- _Exercise prompt_:
What is the number of lines in the following data that contain "else"? Answer with the number alone.

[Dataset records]
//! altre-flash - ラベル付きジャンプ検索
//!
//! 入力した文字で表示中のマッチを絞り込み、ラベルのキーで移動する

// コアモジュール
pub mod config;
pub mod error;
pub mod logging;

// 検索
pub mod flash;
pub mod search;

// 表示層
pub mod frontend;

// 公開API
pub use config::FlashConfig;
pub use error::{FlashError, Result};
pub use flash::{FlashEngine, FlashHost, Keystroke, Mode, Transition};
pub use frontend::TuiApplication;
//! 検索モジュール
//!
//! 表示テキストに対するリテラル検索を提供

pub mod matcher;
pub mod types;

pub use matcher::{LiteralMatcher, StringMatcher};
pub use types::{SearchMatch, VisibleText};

==

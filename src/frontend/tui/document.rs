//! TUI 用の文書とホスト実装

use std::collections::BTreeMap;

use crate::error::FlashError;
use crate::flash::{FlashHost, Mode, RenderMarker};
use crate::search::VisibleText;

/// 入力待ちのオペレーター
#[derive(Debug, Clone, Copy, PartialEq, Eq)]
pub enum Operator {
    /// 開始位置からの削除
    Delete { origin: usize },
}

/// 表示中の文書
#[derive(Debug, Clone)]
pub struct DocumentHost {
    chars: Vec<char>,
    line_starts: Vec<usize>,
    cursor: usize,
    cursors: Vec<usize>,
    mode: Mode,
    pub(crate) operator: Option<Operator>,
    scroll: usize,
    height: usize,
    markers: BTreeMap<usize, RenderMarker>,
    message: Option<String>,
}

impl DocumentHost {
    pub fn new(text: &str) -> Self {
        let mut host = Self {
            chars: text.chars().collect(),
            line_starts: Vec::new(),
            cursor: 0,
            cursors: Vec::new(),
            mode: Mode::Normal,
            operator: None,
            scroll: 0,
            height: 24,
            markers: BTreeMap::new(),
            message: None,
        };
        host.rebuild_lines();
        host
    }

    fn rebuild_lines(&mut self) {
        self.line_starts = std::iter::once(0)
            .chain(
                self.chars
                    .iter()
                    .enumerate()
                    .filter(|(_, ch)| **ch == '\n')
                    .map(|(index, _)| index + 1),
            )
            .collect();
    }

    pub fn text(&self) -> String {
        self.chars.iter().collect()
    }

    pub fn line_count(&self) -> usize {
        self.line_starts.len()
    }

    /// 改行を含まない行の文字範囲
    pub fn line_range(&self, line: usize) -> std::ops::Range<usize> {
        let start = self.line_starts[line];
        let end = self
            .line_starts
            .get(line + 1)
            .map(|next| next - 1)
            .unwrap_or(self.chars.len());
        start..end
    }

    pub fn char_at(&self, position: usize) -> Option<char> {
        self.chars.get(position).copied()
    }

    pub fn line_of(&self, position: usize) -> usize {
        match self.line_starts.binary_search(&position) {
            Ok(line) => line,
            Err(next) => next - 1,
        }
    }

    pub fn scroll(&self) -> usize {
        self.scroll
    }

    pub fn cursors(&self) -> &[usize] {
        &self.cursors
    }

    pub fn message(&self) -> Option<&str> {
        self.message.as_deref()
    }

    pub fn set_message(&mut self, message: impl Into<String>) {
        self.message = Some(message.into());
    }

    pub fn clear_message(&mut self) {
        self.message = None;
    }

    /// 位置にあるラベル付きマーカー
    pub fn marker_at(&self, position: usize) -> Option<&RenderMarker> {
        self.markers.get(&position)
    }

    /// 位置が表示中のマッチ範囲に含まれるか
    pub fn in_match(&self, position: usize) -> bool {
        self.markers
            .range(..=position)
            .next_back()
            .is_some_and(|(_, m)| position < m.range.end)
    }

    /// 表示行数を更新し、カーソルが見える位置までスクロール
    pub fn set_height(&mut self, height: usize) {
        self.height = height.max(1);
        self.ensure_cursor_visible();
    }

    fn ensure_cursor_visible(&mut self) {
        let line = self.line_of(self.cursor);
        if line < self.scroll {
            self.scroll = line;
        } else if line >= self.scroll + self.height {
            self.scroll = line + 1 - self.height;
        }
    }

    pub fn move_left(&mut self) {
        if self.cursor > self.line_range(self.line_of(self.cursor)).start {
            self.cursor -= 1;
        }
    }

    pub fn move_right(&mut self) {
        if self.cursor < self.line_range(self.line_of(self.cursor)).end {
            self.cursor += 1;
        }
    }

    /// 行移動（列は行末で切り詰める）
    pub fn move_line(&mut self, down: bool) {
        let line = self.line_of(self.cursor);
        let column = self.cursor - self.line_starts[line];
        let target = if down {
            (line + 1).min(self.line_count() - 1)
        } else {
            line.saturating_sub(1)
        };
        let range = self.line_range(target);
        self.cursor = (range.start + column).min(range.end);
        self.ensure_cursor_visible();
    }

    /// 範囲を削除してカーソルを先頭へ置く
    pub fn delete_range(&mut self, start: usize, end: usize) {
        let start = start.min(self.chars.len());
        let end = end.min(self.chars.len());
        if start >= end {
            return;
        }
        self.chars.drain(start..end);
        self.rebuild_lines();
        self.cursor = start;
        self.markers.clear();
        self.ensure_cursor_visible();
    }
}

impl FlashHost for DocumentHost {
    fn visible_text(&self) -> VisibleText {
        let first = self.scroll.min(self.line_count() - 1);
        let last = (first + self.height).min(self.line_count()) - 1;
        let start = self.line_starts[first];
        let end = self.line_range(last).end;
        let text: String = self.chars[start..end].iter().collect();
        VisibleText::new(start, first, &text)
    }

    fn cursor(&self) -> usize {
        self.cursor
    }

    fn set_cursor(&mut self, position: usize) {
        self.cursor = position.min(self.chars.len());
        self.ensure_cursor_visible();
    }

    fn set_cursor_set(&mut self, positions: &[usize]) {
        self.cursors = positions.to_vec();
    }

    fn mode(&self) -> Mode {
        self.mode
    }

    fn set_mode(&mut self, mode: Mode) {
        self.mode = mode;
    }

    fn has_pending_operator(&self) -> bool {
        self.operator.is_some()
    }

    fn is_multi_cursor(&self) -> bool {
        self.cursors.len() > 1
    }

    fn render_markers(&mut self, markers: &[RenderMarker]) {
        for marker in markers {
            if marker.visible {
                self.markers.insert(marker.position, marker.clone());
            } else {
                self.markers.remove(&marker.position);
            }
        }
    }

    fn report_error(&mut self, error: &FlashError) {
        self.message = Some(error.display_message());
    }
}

---

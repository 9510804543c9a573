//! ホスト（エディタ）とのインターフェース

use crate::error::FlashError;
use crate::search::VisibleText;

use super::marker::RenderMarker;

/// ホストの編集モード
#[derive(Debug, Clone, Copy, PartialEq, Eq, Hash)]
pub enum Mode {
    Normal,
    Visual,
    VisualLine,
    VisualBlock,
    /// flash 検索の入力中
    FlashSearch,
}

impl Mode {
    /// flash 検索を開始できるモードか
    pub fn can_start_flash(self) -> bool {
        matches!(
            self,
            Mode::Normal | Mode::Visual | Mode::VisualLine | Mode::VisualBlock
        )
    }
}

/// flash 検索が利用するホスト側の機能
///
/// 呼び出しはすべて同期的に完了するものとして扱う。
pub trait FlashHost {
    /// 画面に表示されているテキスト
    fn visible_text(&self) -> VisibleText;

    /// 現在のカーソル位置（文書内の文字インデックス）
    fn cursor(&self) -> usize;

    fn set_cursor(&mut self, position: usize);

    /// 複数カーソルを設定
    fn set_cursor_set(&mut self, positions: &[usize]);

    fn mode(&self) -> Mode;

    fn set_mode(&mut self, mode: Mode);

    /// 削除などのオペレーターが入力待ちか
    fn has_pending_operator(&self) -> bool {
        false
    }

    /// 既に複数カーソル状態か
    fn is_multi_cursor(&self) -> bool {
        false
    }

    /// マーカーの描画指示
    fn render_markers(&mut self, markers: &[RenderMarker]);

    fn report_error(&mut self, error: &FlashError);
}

- _Output for this task_:
3